To prepare for the role in "The Machinist" he ate one apple a day for months. At least this is what he claimed to have done to drop the weight.

When coming from that low a weight, gaining would be extremely easy. Add to that working out and eating properly he could easily gain the weight to play Batman.


----------



## CowPimp (May 31, 2006)

It's one thing to go from average to kind of big in that period of time, but it's much easier to go from emaciated and way below your body's comfortable level of body fat and LBM to the same state of being.  I'm not saying he didn't use anabolics, but I do think it's possible that he was drug-free.


----------



## fufu (May 31, 2006)

I don't know but I think he may have used steroids or something like it.

Imagine how fucked up his body must have been after dropping so much weight, then gaining it back. It must have been extremely unhealthy. Hormones and metabolism were probably all over the place.


----------



## leg_press (May 31, 2006)

I'm not going to say yes or no, because I dont know. But he did say in an interview he ate alot of pizza and ice cream, and that he ended up bein the *size* of a bear, and had to shed alot of body fat.
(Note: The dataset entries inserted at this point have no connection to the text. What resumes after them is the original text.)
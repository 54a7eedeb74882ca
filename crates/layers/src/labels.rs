use foundation::math::{Vec2, Vec3};
use scene::{Camera, Viewport};
use serde::{Deserialize, Serialize};

#[derive(Debug, Clone, PartialEq)]
pub struct LabelStyle {
    pub font_size_px: f64,
    pub padding_px: f64,
}

impl Default for LabelStyle {
    fn default() -> Self {
        Self {
            font_size_px: 14.0,
            padding_px: 6.0,
        }
    }
}

pub trait LabelProjector {
    fn project(&self, world: Vec3) -> Option<Vec2>;
    fn viewport(&self) -> Viewport;
}

impl LabelProjector for Camera {
    fn project(&self, world: Vec3) -> Option<Vec2> {
        Camera::project(self, world)
    }

    fn viewport(&self) -> Viewport {
        self.viewport
    }
}

/// Tooltip placement relative to the anchor.
#[derive(Debug, Copy, Clone, PartialEq, Serialize, Deserialize)]
#[serde(default)]
pub struct LabelPlacementConfig {
    /// Offset from the anchor to the label's nearest corner. Positive x is
    /// right, negative y is up.
    pub offset_px: [f64; 2],
    /// Minimum distance kept from the canvas edges.
    pub margin_px: f64,
}

impl Default for LabelPlacementConfig {
    fn default() -> Self {
        Self {
            offset_px: [12.0, -12.0],
            margin_px: 4.0,
        }
    }
}

#[derive(Debug, Clone, PartialEq)]
pub struct PlacedLabel {
    pub text: String,
    /// Projected hotspot position.
    pub anchor_px: Vec2,
    pub top_left_px: Vec2,
    pub size_px: Vec2,
    /// Label was moved to the left of the anchor.
    pub flipped_x: bool,
    /// Label was moved below the anchor.
    pub flipped_y: bool,
}

/// Place a label of `size_px` next to `anchor_px`.
///
/// The preferred side is given by the offset signs (right and above by
/// default). An axis flips to the other side of the anchor when the label
/// would overflow the canvas there, and the result is finally clamped into
/// the canvas so oversized labels stay at least partially visible.
pub fn place_label(
    text: &str,
    anchor_px: Vec2,
    size_px: Vec2,
    viewport: Viewport,
    config: LabelPlacementConfig,
) -> PlacedLabel {
    let m = config.margin_px;
    let [dx, dy] = config.offset_px;

    let (x, flipped_x) = place_axis(anchor_px.x, dx, size_px.x, viewport.width_px, m);
    let (y, flipped_y) = place_axis(anchor_px.y, dy, size_px.y, viewport.height_px, m);

    PlacedLabel {
        text: text.to_string(),
        anchor_px,
        top_left_px: Vec2::new(x, y),
        size_px,
        flipped_x,
        flipped_y,
    }
}

/// Returns the label's start coordinate on one axis and whether it flipped.
fn place_axis(anchor: f64, offset: f64, size: f64, extent: f64, margin: f64) -> (f64, bool) {
    let after = anchor + offset.abs();
    let before = anchor - offset.abs() - size;
    let fits_after = after + size <= extent - margin;
    let fits_before = before >= margin;

    let (start, flipped) = if offset >= 0.0 {
        if fits_after || !fits_before { (after, false) } else { (before, true) }
    } else if fits_before || !fits_after {
        (before, false)
    } else {
        (after, true)
    };

    let max = (extent - margin - size).max(margin);
    (start.clamp(margin, max), flipped)
}

pub fn estimate_text_size(text: &str, style: &LabelStyle) -> Vec2 {
    let count = text.chars().count().max(1) as f64;
    Vec2::new(
        style.font_size_px * 0.6 * count + 2.0 * style.padding_px,
        style.font_size_px + 2.0 * style.padding_px,
    )
}

/// Pointer-following label for the highlighted hotspot, or `None` when the
/// hotspot does not project (behind the camera).
pub fn place_hotspot_label<P: LabelProjector>(
    projector: &P,
    world: Vec3,
    text: &str,
    style: &LabelStyle,
    config: LabelPlacementConfig,
) -> Option<PlacedLabel> {
    let anchor = projector.project(world)?;
    if !anchor.is_finite() {
        return None;
    }
    let size = estimate_text_size(text, style);
    Some(place_label(text, anchor, size, projector.viewport(), config))
}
The director said that durin filming his waist seemed to get smaller and smaller as he followed a strict diet and fitness regime. well if u get paid ££££££££ u can afford to eat fatty sugary food all day long, lift heavy weights and sit around all day so you down burn any calories.


----------



## Yanick (May 31, 2006)

his body was primed for storing every single calorie that it took in after being starved for so long. i believe with enough discipline and consistency its possible to do that in a year's time without gear.


----------



## leg_press (May 31, 2006)

I dont know if anyone pays this close attention but in Batman Begins, I think u can see that he has pimples on his upper body ( prob due to the shit diet he had when he bulked up)


----------



## Seanp156 (May 31, 2006)

leg_press said:
			
		

> I dont know if anyone pays this close attention but in Batman Begins, I think u can see that he has pimples on his upper body ( prob due to the shit diet he had when he bulked up)



It could also be body acne, sometimes a side effect of anabolic use.


----------



## leg_press (May 31, 2006)

Yanick said:
			
		

> his body was primed for storing every single calorie that it took in after being starved for so long. i believe with enough discipline and consistency its possible to do that in a year's time without gear.
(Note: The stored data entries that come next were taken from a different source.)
impl SelectionController {
    /// Starts in the overview of the first ship.
    pub fn new(catalog: Arc<StoryCatalog>) -> Self {
        let ship = catalog.ships.first();
        let steppable = Self::steppable_for(&catalog, ship);
        Self {
            catalog,
            state: SelectionState {
                ship,
                annotation: None,
                highlighted: None,
            },
            steppable,
            overlay_ready: false,
            epoch: Epoch::default(),
            outbox: Vec::new(),
        }
    }

    fn steppable_for(catalog: &StoryCatalog, ship: ShipId) -> Vec<AnnotationId> {
        catalog
            .ships
            .get(ship)
            .map(|s| catalog.annotations.valid_for(&s.name))
            .unwrap_or_default()
    }

    pub fn catalog(&self) -> &Arc<StoryCatalog> {
        &self.catalog
    }

    pub fn state(&self) -> SelectionState {
        self.state
    }

    pub fn mode(&self) -> SelectionMode {
        self.state.mode()
    }

    pub fn epoch(&self) -> Epoch {
        self.epoch
    }

    pub fn steppable(&self) -> &[AnnotationId] {
        &self.steppable
    }

    pub fn current_ship(&self) -> Option<&ShipVariant> {
        self.catalog.ships.get(self.state.ship)
    }

    fn ship_name(&self) -> String {
        self.current_ship().map(|s| s.name.clone()).unwrap_or_default()
    }

    pub fn is_overlay_ready(&self) -> bool {
        self.overlay_ready
    }

    /// Readiness reported by the map collaborator.
    pub fn set_overlay_ready(&mut self, ready: bool) {
        if ready != self.overlay_ready {
            tracing::debug!("map overlays ready: {ready}");
        }
        self.overlay_ready = ready;
    }

    pub fn drain_events(&mut self) -> Vec<StoryEvent> {
        std::mem::take(&mut self.outbox)
    }

    fn is_steppable(&self, id: AnnotationId) -> bool {
        self.steppable.contains(&id)
    }

    fn ignored(&self, action: &str, reason: IgnoreReason) -> Transition {
        tracing::debug!("{action} ignored: {reason:?}");
        Transition::Ignored(reason)
    }

    /// Camera pose for the current state.
    pub fn target_pose(&self) -> Option<CameraPose> {
        let ship = self.current_ship()?;
        match self.state.annotation {
            Some(id) => self.catalog.annotations.get(id)?.pose_for(&ship.name),
            None => Some(ship.default_view),
        }
    }

    fn request_camera(&mut self, motion: CameraMotion) {
        if let Some(pose) = self.target_pose() {
            self.outbox.push(StoryEvent::CameraRequested { pose, motion });
        }
    }

    fn announce_selection(&mut self) {
        self.epoch = self.epoch.next();
        let focus = self
            .state
            .annotation
            .and_then(|id| Some((id, self.catalog.annotations.get(id)?.clone())));
        let ship = self.ship_name();
        self.outbox.push(StoryEvent::SelectionChanged(SelectionChange {
            ship,
            focus,
            epoch: self.epoch,
        }));
    }

    fn set_highlight(&mut self, next: Option<AnnotationId>) -> Transition {
        let previous = self.state.highlighted;
        if previous == next {
            return Transition::Unchanged;
        }
        self.state.highlighted = next;
        self.outbox.push(StoryEvent::HighlightChanged { previous, current: next });
        Transition::Changed
    }

    /// Pointer hover result. Re-hovering the same hotspot is a no-op.
    pub fn hover(&mut self, picked: Option<AnnotationId>) -> Transition {
        let next = picked.filter(|id| self.is_steppable(*id));
        self.set_highlight(next)
    }

    fn focus(&mut self, id: AnnotationId) -> Transition {
        if self.state.annotation == Some(id) {
            return Transition::Unchanged;
        }
        self.state.annotation = Some(id);
        if let Some(a) = self.catalog.annotations.get(id) {
            tracing::debug!("focus {} on {}", a.name, self.ship_name());
        }
        self.announce_selection();
        self.request_camera(CameraMotion::Smooth);
        Transition::Changed
    }

    /// Click on `picked`. Dropped, not queued, while overlays load.
    pub fn confirm(&mut self, picked: Option<AnnotationId>) -> Transition {
        if !self.overlay_ready {
            return self.ignored("confirm", IgnoreReason::OverlayNotLoaded);
        }
        let Some(id) = picked else {
            return self.ignored("confirm", IgnoreReason::NothingPicked);
        };
        if !self.is_steppable(id) {
            return self.ignored("confirm", IgnoreReason::NotOnShip);
        }
        self.focus(id)
    }

    /// Step through the placed annotations, wrapping at both ends. From the
    /// overview `+1` lands on the first and `-1` on the last.
    pub fn advance(&mut self, delta: i64) -> Transition {
        if !self.overlay_ready {
            return self.ignored("advance", IgnoreReason::OverlayNotLoaded);
        }
        if self.steppable.is_empty() {
            return self.ignored("advance", IgnoreReason::NoAnnotations);
        }
        if delta == 0 {
            return Transition::Unchanged;
        }

        let len = self.steppable.len() as i64;
        let position = self
            .state
            .annotation
            .and_then(|id| self.steppable.iter().position(|s| *s == id));
        let index = match position {
            Some(i) => (i as i64 + delta).rem_euclid(len),
            None if delta > 0 => (delta - 1).rem_euclid(len),
            None => delta.rem_euclid(len),
        };
        self.focus(self.steppable[index as usize])
    }

    /// Follow a cross reference.
    pub fn select_by_name(&mut self, name: &str) -> Transition {
        if !self.overlay_ready {
            return self.ignored("select", IgnoreReason::OverlayNotLoaded);
        }
        let Some(id) = self.catalog.annotations.find(name) else {
            tracing::warn!("no annotation named {name:?}");
            return Transition::Ignored(IgnoreReason::UnknownAnnotation);
        };
        if !self.is_steppable(id) {
            return self.ignored("select", IgnoreReason::NotOnShip);
        }
        self.focus(id)
    }

    /// Back to the overview of the current ship.
    pub fn clear(&mut self) -> Transition {
        if self.state.annotation.is_none() {
            return Transition::Unchanged;
        }
        self.state.annotation = None;
        tracing::debug!("overview of {}", self.ship_name());
        self.announce_selection();
        self.request_camera(CameraMotion::Smooth);
        Transition::Changed
    }

    /// Switch ships, keeping the focused annotation when the new ship has a
    /// placement for it.
    pub fn set_ship(&mut self, ship: ShipId) -> Transition {
        let Some(variant) = self.catalog.ships.get(ship).cloned() else {
            return self.ignored("set ship", IgnoreReason::UnknownShip);
        };
        if ship == self.state.ship {
            return Transition::Unchanged;
        }

        self.set_highlight(None);
        self.state.ship = ship;
        self.steppable = Self::steppable_for(&self.catalog, ship);
        tracing::debug!("ship {} ({} annotations)", variant.name, self.steppable.len());
        self.outbox.push(StoryEvent::ShipChanged { id: ship, ship: variant });

        // A kept annotation flies to its placement on the new hull; anything
        // else cuts to the ship's default view.
        let mut motion = CameraMotion::Jump;
        if let Some(id) = self.state.annotation {
            if self.is_steppable(id) {
                motion = CameraMotion::Smooth;
            } else {
                self.state.annotation = None;
            }
            self.announce_selection();
        } else {
            self.epoch = self.epoch.next();
        }
        self.request_camera(motion);
        Transition::Changed
    }

    pub fn set_ship_by_name(&mut self, name: &str) -> Transition {
        match self.catalog.ships.find(name) {
            Some(id) => self.set_ship(id),
            None => self.ignored("set ship", IgnoreReason::UnknownShip),
        }
    }

    pub fn step_ship(&mut self, delta: i64) -> Transition {
        let next = self.catalog.ships.step(self.state.ship, delta);
        self.set_ship(next)
    }

    /// Back to the start: overview of the first ship.
    pub fn reset(&mut self) -> Transition {
        let first = self.catalog.ships.first();
        let cleared = self.clear();
        let switched = self.set_ship(first);
        self.set_highlight(None);
        if cleared.is_changed() || switched.is_changed() {
            Transition::Changed
        } else {
            self.request_camera(CameraMotion::Jump);
            Transition::Unchanged
        }
    }
}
Bare in mind that Christian Bale had 6 weeks from ending the machinist to his screen test as Batman. Thats alot of weight to pack on in 6 weeks but I believe if you eat all day and lift heavy weights, and dont do alot else in between u can put on that much weight, hollywood starts have the money to eat alot of shit day in day out cus they get paid millions for this film roles.


----------



## largepkg (May 31, 2006)

leg_press said:
			
		

> Bare in mind that Christian Bale had 6 weeks from ending the machinist to his screen test as Batman. Thats alot of weight to pack on in 6 weeks but I believe if you eat all day and lift heavy weights, and dont do alot else in between u can put on that much weight, hollywood starts have the money to eat alot of shit day in day out cus they get paid millions for this film roles.




It may have been six weeks to the screen test but it was 11 months between shoots according to Christian himself.


----------



## leg_press (May 31, 2006)

Look at Hugh Jackmans transformations between the three X-men movies. Do you think he used steriods? Or as he says is it just heavy weights, strength training and a good diet?


----------



## largepkg (May 31, 2006)

Look, you can say this about anyone who got themselves into shape. I think it's a disservice to these people and to people who do it completely natural.


----------



## Yanick (May 31, 2006)

six weeks is waaaay too short of a time, even for a juicebag, to gain that much weight. but like largepkg said, he had about 11 months to pack on the mass.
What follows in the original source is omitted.